DATA FOR THE TASK>

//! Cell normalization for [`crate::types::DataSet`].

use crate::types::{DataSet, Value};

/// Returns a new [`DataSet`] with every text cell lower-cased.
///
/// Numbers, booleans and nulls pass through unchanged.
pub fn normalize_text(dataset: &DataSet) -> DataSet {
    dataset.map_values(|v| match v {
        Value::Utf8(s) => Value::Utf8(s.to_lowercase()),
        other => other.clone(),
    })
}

* * *

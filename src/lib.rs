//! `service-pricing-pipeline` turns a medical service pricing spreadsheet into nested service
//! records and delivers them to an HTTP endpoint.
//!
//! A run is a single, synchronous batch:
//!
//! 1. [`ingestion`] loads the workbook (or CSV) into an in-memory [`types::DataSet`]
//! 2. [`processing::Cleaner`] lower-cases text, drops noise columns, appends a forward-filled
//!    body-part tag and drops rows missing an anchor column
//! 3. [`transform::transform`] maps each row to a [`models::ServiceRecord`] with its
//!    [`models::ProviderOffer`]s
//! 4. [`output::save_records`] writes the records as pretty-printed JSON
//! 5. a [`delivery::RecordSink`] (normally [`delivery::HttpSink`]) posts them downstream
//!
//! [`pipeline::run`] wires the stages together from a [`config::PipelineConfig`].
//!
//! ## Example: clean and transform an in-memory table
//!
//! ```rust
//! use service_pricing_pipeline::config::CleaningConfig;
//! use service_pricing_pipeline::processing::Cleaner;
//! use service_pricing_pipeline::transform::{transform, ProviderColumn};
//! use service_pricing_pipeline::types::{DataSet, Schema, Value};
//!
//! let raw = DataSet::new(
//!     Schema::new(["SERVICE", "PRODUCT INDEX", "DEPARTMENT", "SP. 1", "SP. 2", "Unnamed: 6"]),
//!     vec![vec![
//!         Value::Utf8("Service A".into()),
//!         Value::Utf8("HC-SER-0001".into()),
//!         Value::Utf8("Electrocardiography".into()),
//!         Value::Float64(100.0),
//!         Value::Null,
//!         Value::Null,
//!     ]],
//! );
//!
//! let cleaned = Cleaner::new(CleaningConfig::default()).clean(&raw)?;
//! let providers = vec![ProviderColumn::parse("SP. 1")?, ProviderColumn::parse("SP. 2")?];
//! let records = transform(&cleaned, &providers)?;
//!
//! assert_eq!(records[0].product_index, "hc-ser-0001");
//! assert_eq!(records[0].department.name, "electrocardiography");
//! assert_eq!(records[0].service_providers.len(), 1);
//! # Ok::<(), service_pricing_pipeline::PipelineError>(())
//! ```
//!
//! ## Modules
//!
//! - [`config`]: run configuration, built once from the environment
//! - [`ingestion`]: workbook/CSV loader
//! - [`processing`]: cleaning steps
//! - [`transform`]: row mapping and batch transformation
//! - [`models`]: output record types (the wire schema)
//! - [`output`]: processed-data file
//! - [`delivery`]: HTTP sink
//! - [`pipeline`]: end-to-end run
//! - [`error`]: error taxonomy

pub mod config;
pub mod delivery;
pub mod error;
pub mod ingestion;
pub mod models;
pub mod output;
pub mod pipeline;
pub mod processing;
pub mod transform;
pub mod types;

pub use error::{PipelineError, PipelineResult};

--

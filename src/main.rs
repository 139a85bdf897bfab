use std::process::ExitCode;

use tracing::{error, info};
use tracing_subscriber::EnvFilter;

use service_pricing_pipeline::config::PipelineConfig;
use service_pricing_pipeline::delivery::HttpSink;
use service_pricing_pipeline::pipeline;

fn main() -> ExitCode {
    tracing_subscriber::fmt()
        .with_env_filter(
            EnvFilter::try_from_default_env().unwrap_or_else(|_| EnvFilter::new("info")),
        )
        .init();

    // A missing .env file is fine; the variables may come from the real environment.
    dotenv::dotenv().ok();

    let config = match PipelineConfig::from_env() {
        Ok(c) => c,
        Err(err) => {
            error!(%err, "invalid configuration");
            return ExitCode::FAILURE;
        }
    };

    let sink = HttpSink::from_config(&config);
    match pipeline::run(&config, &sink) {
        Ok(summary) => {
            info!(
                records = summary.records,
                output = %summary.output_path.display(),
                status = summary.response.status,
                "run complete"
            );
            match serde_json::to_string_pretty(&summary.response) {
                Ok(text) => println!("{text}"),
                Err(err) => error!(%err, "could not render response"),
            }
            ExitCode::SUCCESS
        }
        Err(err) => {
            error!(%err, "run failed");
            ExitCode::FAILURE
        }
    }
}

EXERCISE> Tell how many lines in the records above carry the word "match". Only the number should appear in the reply.

EXERCISE OUTPUT> 4